Binary Discrimination Through Next-to-Leading Order

TL;DR

This paper develops a theoretical framework for binary discrimination in particle physics using infrared and collinear safe likelihood ratios, providing explicit formulas for ROC curves at next-to-leading order, with applications to Higgs decay discrimination.

Contribution

It introduces the first analysis of binary discrimination based on infrared and collinear safe likelihood ratios calculable in perturbation theory, with explicit formulas at next-to-leading order.

Findings

Next-to-leading order effects significantly alter discrimination performance.

Discrimination can be perfect at infinite boost due to radiation patterns.

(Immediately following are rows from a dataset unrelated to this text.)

use crate::{
    auth::Caller,
    db::DbPool,
    entities::{
        order::{self, Entity as Order, Model as OrderModel},
        OrderStatus, PaymentMethod, UserRole,
    },
    errors::ServiceError,
    events::{publish, Event, EventSender},
    services::{
        catalog::Catalog,
        tracking::{append_checkpoint, NewCheckpoint},
    },
};
use chrono::{DateTime, Utc};
use rand::Rng;
use rust_decimal::{Decimal, RoundingStrategy};
use sea_orm::{
    sea_query::Expr, ActiveModelTrait, ColumnTrait, ConnectionTrait, EntityTrait, PaginatorTrait,
    QueryFilter, QueryOrder, QuerySelect, Set, TransactionTrait,
};
use serde::{Deserialize, Serialize};
use std::sync::Arc;
use tracing::{error, info, instrument};
use utoipa::ToSchema;
use uuid::Uuid;
use validator::Validate;

/// Order placement request from a buyer.
#[derive(Debug, Clone, Serialize, Deserialize, Validate, ToSchema)]
pub struct PlaceOrderRequest {
    pub product_id: Uuid,
    #[validate(range(min = 1, message = "Valid quantity is required"))]
    pub quantity: i32,
    #[validate(length(min = 1, message = "First name is required"))]
    pub first_name: String,
    #[validate(length(min = 1, message = "Last name is required"))]
    pub last_name: String,
    #[validate(length(min = 1, message = "Contact number is required"))]
    pub contact_number: String,
    #[validate(length(min = 1, message = "Delivery address is required"))]
    pub delivery_address: String,
    pub additional_notes: Option<String>,
    #[serde(default)]
    pub payment_method: PaymentMethod,
}

impl PlaceOrderRequest {
    fn normalized(mut self) -> Self {
        self.first_name = self.first_name.trim().to_string();
        self.last_name = self.last_name.trim().to_string();
        self.contact_number = self.contact_number.trim().to_string();
        self.delivery_address = self.delivery_address.trim().to_string();
        self.additional_notes = self
            .additional_notes
            .map(|n| n.trim().to_string())
            .filter(|n| !n.is_empty());
        self
    }
}

#[derive(Debug, Clone, Default)]
pub struct OrderFilter {
    pub status: Option<OrderStatus>,
    pub buyer_id: Option<Uuid>,
}

#[derive(Debug, Clone, Copy)]
pub struct Pagination {
    pub skip: u64,
    pub limit: u64,
}

impl Default for Pagination {
    fn default() -> Self {
        Self { skip: 0, limit: 10 }
    }
}

#[derive(Debug, Clone)]
pub struct OrderPage {
    pub items: Vec<OrderModel>,
    pub total: u64,
    pub skip: u64,
    pub limit: u64,
}

/// `round(unit_price * quantity, 2)`, halves rounded away from zero.
pub fn order_total(unit_price: Decimal, quantity: i32) -> Decimal {
    (unit_price * Decimal::from(quantity))
        .round_dp_with_strategy(2, RoundingStrategy::MidpointAwayFromZero)
}

/// Generates `ORD-<unix-millis>-<6 uppercase hex>`.
pub fn generate_order_number(now: DateTime<Utc>) -> String {
    let suffix: u32 = rand::thread_rng().gen_range(0..0x100_0000);
    format!("ORD-{}-{:06X}", now.timestamp_millis(), suffix)
}

fn stamp_column(status: OrderStatus) -> Option<order::Column> {
    match status {
        OrderStatus::Approved => Some(order::Column::ApprovedAt),
        OrderStatus::Rejected => Some(order::Column::RejectedAt),
        OrderStatus::Cancelled => Some(order::Column::CancelledAt),
        _ => None,
    }
}

/// Moves order `id` from `expected` to `new` if it is still in `expected`.
///
/// No legality check is made. Bumps `version` and `updated_at`, and stamps
/// the decision column for Approved, Rejected and Cancelled. Returns whether
/// the row was updated.
pub async fn update_status<C>(
    conn: &C,
    id: Uuid,
    expected: OrderStatus,
    new: OrderStatus,
    at: DateTime<Utc>,
) -> Result<bool, ServiceError>
where
    C: ConnectionTrait,
{
    let mut update = Order::update_many()
        .col_expr(order::Column::Status, Expr::value(new))
        .col_expr(order::Column::UpdatedAt, Expr::value(at))
        .col_expr(
            order::Column::Version,
            Expr::col(order::Column::Version).add(1),
        );
    if let Some(column) = stamp_column(new) {
        update = update.col_expr(column, Expr::value(at));
    }

    let result = update
        .filter(order::Column::Id.eq(id))
        .filter(order::Column::Status.eq(expected))
        .exec(conn)
        .await?;

    Ok(result.rows_affected == 1)
}

/// Durable order records.
#[derive(Clone)]
pub struct OrderService {
    db_pool: Arc<DbPool>,
    catalog: Arc<dyn Catalog>,
    event_sender: Option<EventSender>,
}

impl OrderService {
    pub fn new(
        db_pool: Arc<DbPool>,
        catalog: Arc<dyn Catalog>,
        event_sender: Option<EventSender>,
    ) -> Self {
        Self {
            db_pool,
            catalog,
            event_sender,
        }
    }

    /// Places an order and seeds its ledger with a Pending checkpoint.
    ///
    /// Quantity is checked once against the catalog's minimum order quantity
    /// and available stock; stock is not reserved.
    #[instrument(skip(self, request), fields(caller_id = %caller.id, product_id = %request.product_id))]
    pub async fn create(
        &self,
        caller: &Caller,
        request: PlaceOrderRequest,
    ) -> Result<OrderModel, ServiceError> {
        caller.ensure_active()?;
        if caller.role != UserRole::Buyer {
            return Err(ServiceError::Forbidden(
                "Only buyers can place orders".to_string(),
            ));
        }

        let request = request.normalized();
        request.validate()?;

        let product = self.catalog.snapshot(request.product_id).await?;
        if request.quantity < product.minimum_order_quantity {
            return Err(ServiceError::ValidationError(format!(
                "Minimum order quantity is {}",
                product.minimum_order_quantity
            )));
        }
        if request.quantity > product.available_quantity {
            return Err(ServiceError::InsufficientStock(format!(
                "Only {} items available",
                product.available_quantity
            )));
        }

        let buyer_email = match caller.email.clone() {
            Some(email) => email,
            None => crate::entities::User::find_by_id(caller.id)
                .one(&*self.db_pool)
                .await?
                .map(|u| u.email)
                .ok_or_else(|| ServiceError::Unauthorized("Unknown buyer account".to_string()))?,
        };

        let now = Utc::now();
        let order_id = Uuid::new_v4();
        let total_price = order_total(product.price, request.quantity);

        let txn = self.db_pool.begin().await.map_err(|e| {
            error!(error = %e, "Failed to start transaction for order creation");
            ServiceError::DatabaseError(e)
        })?;

        let order = order::ActiveModel {
            id: Set(order_id),
            order_number: Set(generate_order_number(now)),
            buyer_id: Set(caller.id),
            product_id: Set(product.product_id),
            product_title: Set(product.title.clone()),
            quantity: Set(request.quantity),
            unit_price: Set(product.price),
            total_price: Set(total_price),
            first_name: Set(request.first_name),
            last_name: Set(request.last_name),
            email: Set(buyer_email),
            contact_number: Set(request.contact_number),
            delivery_address: Set(request.delivery_address),
            additional_notes: Set(request.additional_notes),
            status: Set(OrderStatus::Pending),
            payment_method: Set(request.payment_method),
            payment_status: Set("Pending".to_string()),
            approved_at: Set(None),
            rejected_at: Set(None),
            cancelled_at: Set(None),
            created_at: Set(now),
            updated_at: Set(now),
            version: Set(1),
        }
        .insert(&txn)
        .await
        .map_err(|e| {
            error!(error = %e, order_id = %order_id, "Failed to create order in database");
            ServiceError::DatabaseError(e)
        })?;

        append_checkpoint(
            &txn,
            order.id,
            NewCheckpoint::new(OrderStatus::Pending).with_notes("Order placed"),
            now,
        )
        .await?;

        txn.commit().await.map_err(|e| {
            error!(error = %e, order_id = %order_id, "Failed to commit order creation transaction");
            ServiceError::DatabaseError(e)
        })?;

        info!(order_id = %order.id, order_number = %order.order_number, "Order placed");
        metrics::counter!("garmentflow_orders_placed_total", 1);

        publish(
            self.event_sender.as_ref(),
            Event::OrderPlaced {
                order_id: order.id,
                order_number: order.order_number.clone(),
                buyer_email: order.email.clone(),
                customer_name: order.customer_name(),
                product_title: order.product_title.clone(),
                quantity: order.quantity,
                total_price: order.total_price,
            },
        );

        Ok(order)
    }

    pub async fn get(&self, id: Uuid) -> Result<OrderModel, ServiceError> {
        Order::find_by_id(id)
            .one(&*self.db_pool)
            .await?
            .ok_or_else(|| ServiceError::NotFound("Order not found".to_string()))
    }

    pub async fn get_by_order_number(&self, order_number: &str) -> Result<OrderModel, ServiceError> {
        Order::find()
            .filter(order::Column::OrderNumber.eq(order_number))
            .one(&*self.db_pool)
            .await?
            .ok_or_else(|| ServiceError::NotFound("Order not found".to_string()))
    }

    /// Fetches an order the caller is allowed to see.
    pub async fn get_for_caller(&self, caller: &Caller, id: Uuid) -> Result<OrderModel, ServiceError> {
        let order = self.get(id).await?;
        if !caller.can_view(order.buyer_id) {
            return Err(ServiceError::Forbidden(
                "You do not have access to this order".to_string(),
            ));
        }
        Ok(order)
    }

    /// Filtered page of orders, newest first.
    #[instrument(skip(self))]
    pub async fn list(
        &self,
        filter: OrderFilter,
        pagination: Pagination,
    ) -> Result<OrderPage, ServiceError> {
        let db = &*self.db_pool;

        let mut query = Order::find();
        if let Some(status) = filter.status {
            query = query.filter(order::Column::Status.eq(status));
        }
        if let Some(buyer_id) = filter.buyer_id {
            query = query.filter(order::Column::BuyerId.eq(buyer_id));
        }

        let total = query.clone().count(db).await?;
        let items = query
            .order_by_desc(order::Column::CreatedAt)
            .order_by_desc(order::Column::OrderNumber)
            .offset(pagination.skip)
            .limit(pagination.limit)
            .all(db)
            .await?;

        Ok(OrderPage {
            items,
            total,
            skip: pagination.skip,
            limit: pagination.limit,
        })
    }

    /// Every order placed by `buyer_id`, newest first.
    pub async fn list_for_buyer(&self, buyer_id: Uuid) -> Result<Vec<OrderModel>, ServiceError> {
        Ok(Order::find()
            .filter(order::Column::BuyerId.eq(buyer_id))
            .order_by_desc(order::Column::CreatedAt)
            .all(&*self.db_pool)
            .await?)
    }
}
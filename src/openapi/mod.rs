use axum::{response::Json, routing::get, Router};
use utoipa::{
    openapi::security::{HttpAuthScheme, HttpBuilder, SecurityScheme},
    Modify, OpenApi,
};

#[derive(OpenApi)]
#[openapi(
    info(
        title = "GarmentFlow API",
        version = "1.0.0",
        description = r#"
# GarmentFlow Order API

Order placement, approval and production tracking for made-to-order garments.

## Authentication

Every endpoint under `/api/v1` expects a bearer JWT:

```
Authorization: Bearer <token>
```

## Errors

Failures share one body shape:

```json
{
  "error": "Bad Request",
  "message": "Cannot transition order from Delivered to Cancelled",
  "request_id": "3f0c…",
  "timestamp": "2025-01-01T00:00:00Z"
}
```

## Pagination

`GET /api/v1/orders` takes `skip` (default 0) and `limit` (default 10, capped at 100).
        "#
    ),
    servers(
        (url = "http://localhost:8080", description = "Local development")
    ),
    tags(
        (name = "Orders", description = "Order placement and lifecycle"),
        (name = "Tracking", description = "Production and delivery checkpoints"),
        (name = "Analytics", description = "Revenue, status and product reporting"),
        (name = "Dashboard", description = "Role-specific counters"),
        (name = "Exports", description = "CSV and JSON exports"),
        (name = "Products", description = "Catalog"),
        (name = "Users", description = "Account administration")
    ),
    paths(
        crate::handlers::orders::place_order,
        crate::handlers::orders::list_orders,
        crate::handlers::orders::my_orders,
        crate::handlers::orders::get_order,
        crate::handlers::orders::get_order_by_number,
        crate::handlers::orders::approve_order,
        crate::handlers::orders::reject_order,
        crate::handlers::orders::cancel_order,
        crate::handlers::orders::transition_order,

        crate::handlers::tracking::get_tracking,
        crate::handlers::tracking::update_tracking,

        crate::handlers::analytics::get_revenue,
        crate::handlers::analytics::get_order_status,
        crate::handlers::analytics::get_popular_products,
        crate::handlers::analytics::get_manager_performance,
        crate::handlers::analytics::get_report,

        crate::handlers::dashboard::get_stats,
        crate::handlers::dashboard::get_activity,

        crate::handlers::exports::export_orders,
        crate::handlers::exports::export_products,
        crate::handlers::exports::export_user_data,

        crate::handlers::products::list_products,
        crate::handlers::products::get_product,
        crate::handlers::products::create_product,

        crate::handlers::users::register_user,
        crate::handlers::users::list_users,
        crate::handlers::users::approve_user,
        crate::handlers::users::suspend_user,
    ),
    components(
        schemas(
            crate::entities::OrderStatus,
            crate::entities::PaymentMethod,
            crate::entities::ProductCategory,
            crate::entities::UserRole,
            crate::entities::AccountStatus,
            crate::errors::ErrorResponse
        )
    ),
    modifiers(&BearerAuth)
)]
pub struct ApiDocV1;

struct BearerAuth;

impl Modify for BearerAuth {
    fn modify(&self, openapi: &mut utoipa::openapi::OpenApi) {
        let components = openapi.components.get_or_insert_with(Default::default);
        components.add_security_scheme(
            "Bearer",
            SecurityScheme::Http(
                HttpBuilder::new()
                    .scheme(HttpAuthScheme::Bearer)
                    .bearer_format("JWT")
                    .build(),
            ),
        );
    }
}

/// Serves the generated document at `/api-docs/openapi.json`.
pub fn openapi_routes<S>() -> Router<S>
where
    S: Clone + Send + Sync + 'static,
{
    Router::new().route(
        "/api-docs/openapi.json",
        get(|| async { Json(ApiDocV1::openapi()) }),
    )
}
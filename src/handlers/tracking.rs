use axum::{
    extract::{Path, State},
    response::{Json, Response},
    routing::{get, post},
    Router,
};
use chrono::{DateTime, Utc};
use serde::Serialize;
use utoipa::ToSchema;
use uuid::Uuid;

use super::{common::created_response, orders::TransitionView};
use crate::{
    auth::Caller,
    entities::{tracking_checkpoint, OrderStatus},
    errors::ServiceError,
    services::{lifecycle::TransitionRequest, tracking::Ledger},
    ApiResponse, ApiResult, AppState,
};

pub fn tracking_routes() -> Router<AppState> {
    Router::new()
        .route("/:id", get(get_tracking))
        .route("/:id/update", post(update_tracking))
}

#[derive(Debug, Clone, Serialize, ToSchema)]
pub struct CheckpointView {
    /// Append sequence; strictly increasing within a ledger.
    pub sequence: i32,
    pub status: OrderStatus,
    pub location: String,
    pub notes: Option<String>,
    pub image: Option<String>,
    pub timestamp: DateTime<Utc>,
}

impl From<tracking_checkpoint::Model> for CheckpointView {
    fn from(m: tracking_checkpoint::Model) -> Self {
        Self {
            sequence: m.id,
            status: m.status,
            location: m.location,
            notes: m.notes,
            image: m.image,
            timestamp: m.recorded_at,
        }
    }
}

#[derive(Debug, Clone, Serialize, ToSchema)]
pub struct LedgerView {
    pub order_id: Uuid,
    pub current_status: Option<OrderStatus>,
    pub checkpoints: Vec<CheckpointView>,
    pub created_at: DateTime<Utc>,
    pub updated_at: DateTime<Utc>,
}

impl From<Ledger> for LedgerView {
    fn from(ledger: Ledger) -> Self {
        Self {
            order_id: ledger.order_id,
            current_status: ledger.latest().map(|c| c.status),
            created_at: ledger.created_at,
            updated_at: ledger.updated_at,
            checkpoints: ledger.checkpoints.into_iter().map(CheckpointView::from).collect(),
        }
    }
}

#[utoipa::path(
    get,
    path = "/api/v1/tracking/{id}",
    params(("id" = Uuid, Path, description = "Order id")),
    responses(
        (status = 200, description = "Checkpoints in append order", body = ApiResponse<LedgerView>),
        (status = 403, description = "Not the buyer or staff", body = crate::errors::ErrorResponse),
        (status = 404, description = "Order or tracking not found", body = crate::errors::ErrorResponse),
    ),
    security(("Bearer" = [])),
    tag = "Tracking"
)]
pub async fn get_tracking(
    State(state): State<AppState>,
    caller: Caller,
    Path(id): Path<Uuid>,
) -> ApiResult<LedgerView> {
    let ledger = state.services.tracking.get_ledger_for(&caller, id).await?;
    Ok(Json(ApiResponse::success(ledger.into())))
}

/// Records a staff tracking update. A new status moves the order; the
/// current status adds a progress note.
#[utoipa::path(
    post,
    path = "/api/v1/tracking/{id}/update",
    params(("id" = Uuid, Path, description = "Order id")),
    request_body = TransitionRequest,
    responses(
        (status = 201, description = "Checkpoint recorded", body = ApiResponse<TransitionView>),
        (status = 400, description = "Illegal transition or invalid body", body = crate::errors::ErrorResponse),
        (status = 403, description = "Staff only", body = crate::errors::ErrorResponse),
        (status = 404, description = "Order not found", body = crate::errors::ErrorResponse),
        (status = 409, description = "Order changed concurrently", body = crate::errors::ErrorResponse),
    ),
    security(("Bearer" = [])),
    tag = "Tracking"
)]
pub async fn update_tracking(
    State(state): State<AppState>,
    caller: Caller,
    Path(id): Path<Uuid>,
    Json(request): Json<TransitionRequest>,
) -> Result<Response, ServiceError> {
    let outcome = state
        .services
        .lifecycle
        .record_progress(&caller, id, request)
        .await?;
    Ok(created_response(TransitionView::from(outcome)))
}
use axum::http::Request;
use std::{cell::RefCell, fmt, future::Future};
use tower_http::{
    classify::{ServerErrorsAsFailures, SharedClassifier},
    trace::{DefaultOnResponse, MakeSpan, TraceLayer},
};
use tracing::Level;
use uuid::Uuid;

/// Request ID tracking information
#[derive(Clone, Debug, PartialEq, Eq)]
pub struct RequestId(pub String);

impl Default for RequestId {
    fn default() -> Self {
        RequestId(Uuid::new_v4().to_string())
    }
}

impl RequestId {
    pub fn new(value: impl Into<String>) -> Self {
        RequestId(value.into())
    }

    pub fn as_str(&self) -> &str {
        &self.0
    }
}

impl fmt::Display for RequestId {
    fn fmt(&self, f: &mut fmt::Formatter<'_>) -> fmt::Result {
        write!(f, "{}", self.0)
    }
}

tokio::task_local! {
    static CURRENT_REQUEST_ID: RefCell<Option<RequestId>>;
}

/// Runs `future` with `request_id` visible to [`current_request_id`].
pub async fn scope_request_id<Fut, R>(request_id: RequestId, future: Fut) -> R
where
    Fut: Future<Output = R>,
{
    CURRENT_REQUEST_ID
        .scope(RefCell::new(Some(request_id)), future)
        .await
}

pub fn current_request_id() -> Option<RequestId> {
    CURRENT_REQUEST_ID
        .try_with(|cell| cell.borrow().clone())
        .ok()
        .flatten()
}

#[derive(Clone, Default)]
pub struct RequestSpanMaker;

impl<B> MakeSpan<B> for RequestSpanMaker {
    fn make_span(&mut self, request: &Request<B>) -> tracing::Span {
        let request_id = request
            .extensions()
            .get::<RequestId>()
            .cloned()
            .or_else(|| {
                request
                    .headers()
                    .get(crate::middleware_helpers::request_id::REQUEST_ID_HEADER)
                    .and_then(|v| v.to_str().ok())
                    .map(RequestId::new)
            })
            .unwrap_or_default();

        tracing::info_span!(
            "http.request",
            request_id = %request_id,
            method = %request.method(),
            uri = %request.uri(),
        )
    }
}

/// HTTP trace layer with request-id aware spans.
pub fn http_trace_layer(
) -> TraceLayer<SharedClassifier<ServerErrorsAsFailures>, RequestSpanMaker> {
    TraceLayer::new_for_http()
        .make_span_with(RequestSpanMaker)
        .on_response(DefaultOnResponse::new().level(Level::INFO))
}
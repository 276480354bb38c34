use crate::{
    auth::Caller,
    db::DbPool,
    entities::{
        order::Entity as Order,
        tracking_checkpoint::{self, Entity as TrackingCheckpoint},
        tracking_ledger::{self, Entity as TrackingLedger},
        OrderStatus,
    },
    errors::ServiceError,
};
use chrono::{DateTime, Utc};
use sea_orm::{
    sea_query::OnConflict, ActiveModelTrait, ColumnTrait, ConnectionTrait, EntityTrait,
    QueryFilter, QueryOrder, Set,
};
use serde::Serialize;
use std::sync::Arc;
use tracing::{debug, instrument};
use uuid::Uuid;

pub const DEFAULT_LOCATION: &str = "Warehouse";

/// Values for one checkpoint append.
#[derive(Debug, Clone, PartialEq, Eq)]
pub struct NewCheckpoint {
    pub status: OrderStatus,
    pub location: String,
    pub notes: Option<String>,
    pub image: Option<String>,
}

impl NewCheckpoint {
    pub fn new(status: OrderStatus) -> Self {
        Self {
            status,
            location: DEFAULT_LOCATION.to_string(),
            notes: None,
            image: None,
        }
    }

    pub fn at(mut self, location: impl Into<String>) -> Self {
        self.location = location.into();
        self
    }

    pub fn with_notes(mut self, notes: impl Into<String>) -> Self {
        self.notes = Some(notes.into());
        self
    }
}

/// An order's full tracking history, oldest first.
#[derive(Debug, Clone, Serialize)]
pub struct Ledger {
    pub order_id: Uuid,
    pub created_at: DateTime<Utc>,
    pub updated_at: DateTime<Utc>,
    pub checkpoints: Vec<tracking_checkpoint::Model>,
}

impl Ledger {
    pub fn latest(&self) -> Option<&tracking_checkpoint::Model> {
        self.checkpoints.last()
    }
}

/// Returns the ledger row for `order_id`, creating it if absent.
pub async fn ensure_ledger<C>(
    conn: &C,
    order_id: Uuid,
    at: DateTime<Utc>,
) -> Result<tracking_ledger::Model, ServiceError>
where
    C: ConnectionTrait,
{
    TrackingLedger::insert(tracking_ledger::ActiveModel {
        id: Set(Uuid::new_v4()),
        order_id: Set(order_id),
        created_at: Set(at),
        updated_at: Set(at),
    })
    .on_conflict(
        OnConflict::column(tracking_ledger::Column::OrderId)
            .do_nothing()
            .to_owned(),
    )
    .exec_without_returning(conn)
    .await?;

    TrackingLedger::find()
        .filter(tracking_ledger::Column::OrderId.eq(order_id))
        .one(conn)
        .await?
        .ok_or_else(|| ServiceError::InternalError(format!("ledger for order {} vanished", order_id)))
}

/// Appends a checkpoint to an order's ledger on `conn`.
///
/// No ordering checks are made here; callers that need the order status and
/// the ledger to agree run this inside the same transaction as the status
/// write.
pub async fn append_checkpoint<C>(
    conn: &C,
    order_id: Uuid,
    entry: NewCheckpoint,
    at: DateTime<Utc>,
) -> Result<tracking_checkpoint::Model, ServiceError>
where
    C: ConnectionTrait,
{
    if Order::find_by_id(order_id).one(conn).await?.is_none() {
        return Err(ServiceError::NotFound("Order not found".to_string()));
    }

    let ledger = ensure_ledger(conn, order_id, at).await?;

    let checkpoint = tracking_checkpoint::ActiveModel {
        ledger_id: Set(ledger.id),
        status: Set(entry.status),
        location: Set(entry.location),
        notes: Set(entry.notes),
        image: Set(entry.image),
        recorded_at: Set(at),
        ..Default::default()
    }
    .insert(conn)
    .await?;

    TrackingLedger::update_many()
        .col_expr(
            tracking_ledger::Column::UpdatedAt,
            sea_orm::sea_query::Expr::value(at),
        )
        .filter(tracking_ledger::Column::Id.eq(ledger.id))
        .exec(conn)
        .await?;

    metrics::counter!("garmentflow_checkpoints_appended_total", 1, "status" => entry.status.to_string());
    debug!(order_id = %order_id, sequence = checkpoint.id, status = %entry.status, "checkpoint appended");
    Ok(checkpoint)
}

/// Read access to tracking ledgers.
#[derive(Clone)]
pub struct TrackingService {
    db_pool: Arc<DbPool>,
}

impl TrackingService {
    pub fn new(db_pool: Arc<DbPool>) -> Self {
        Self { db_pool }
    }

    /// Full ledger for an order, ordered by append sequence.
    pub async fn get_ledger(&self, order_id: Uuid) -> Result<Ledger, ServiceError> {
        let db = &*self.db_pool;

        if Order::find_by_id(order_id).one(db).await?.is_none() {
            return Err(ServiceError::NotFound("Order not found".to_string()));
        }

        let ledger = TrackingLedger::find()
            .filter(tracking_ledger::Column::OrderId.eq(order_id))
            .one(db)
            .await?
            .ok_or_else(|| ServiceError::NotFound("Tracking not found for order".to_string()))?;

        let checkpoints = TrackingCheckpoint::find()
            .filter(tracking_checkpoint::Column::LedgerId.eq(ledger.id))
            .order_by_asc(tracking_checkpoint::Column::Id)
            .all(db)
            .await?;

        Ok(Ledger {
            order_id,
            created_at: ledger.created_at,
            updated_at: ledger.updated_at,
            checkpoints,
        })
    }

    /// Like [`get_ledger`](Self::get_ledger), restricted to the order's buyer and staff.
    #[instrument(skip(self), fields(caller_id = %caller.id))]
    pub async fn get_ledger_for(&self, caller: &Caller, order_id: Uuid) -> Result<Ledger, ServiceError> {
        let order = Order::find_by_id(order_id)
            .one(&*self.db_pool)
            .await?
            .ok_or_else(|| ServiceError::NotFound("Order not found".to_string()))?;

        if !caller.can_view(order.buyer_id) {
            return Err(ServiceError::Forbidden(
                "You do not have access to this order's tracking".to_string(),
            ));
        }

        self.get_ledger(order_id).await
    }
}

NLO calculations are essential for understanding machine learning results in particle physics.

Abstract

Binary discrimination between well-defined signal and background datasets is a problem of fundamental importance in particle physics. With detailed event simulation and the advent of extensive deep learning tools, identification of the likelihood ratio has typically been reserved as a computational problem. However, this approach can obscure overtraining or excessive sensitivity to tuned features of the simulation that may not be well-defined theoretically. Here, we present the first analysis of binary discrimination for signal and background distributions for which their likelihood ratio is infrared and collinear safe, and can therefore be calculated order-by-order in perturbation theory. We present explicit, general formulas for receiver operator characteristic curves and the area under it through next-to-leading order. As a demonstration of this formalism, we apply it to discrimination of highly-boosted Higgs decays from gluon splitting to bottom quarks. Effects at next-to-leading order are first sensitive to the flow of color in the jet and significantly modify discrimination performance at leading-order. In the limit of infinite boost, these events can be perfectly discriminated because only the gluon will radiate at finite angles from the bottom quarks, and we find that large effects persist at energies accessible at the Large Hadron Collider. Next-to-leading order is therefore required to qualitatively understand results using machine-learning methods.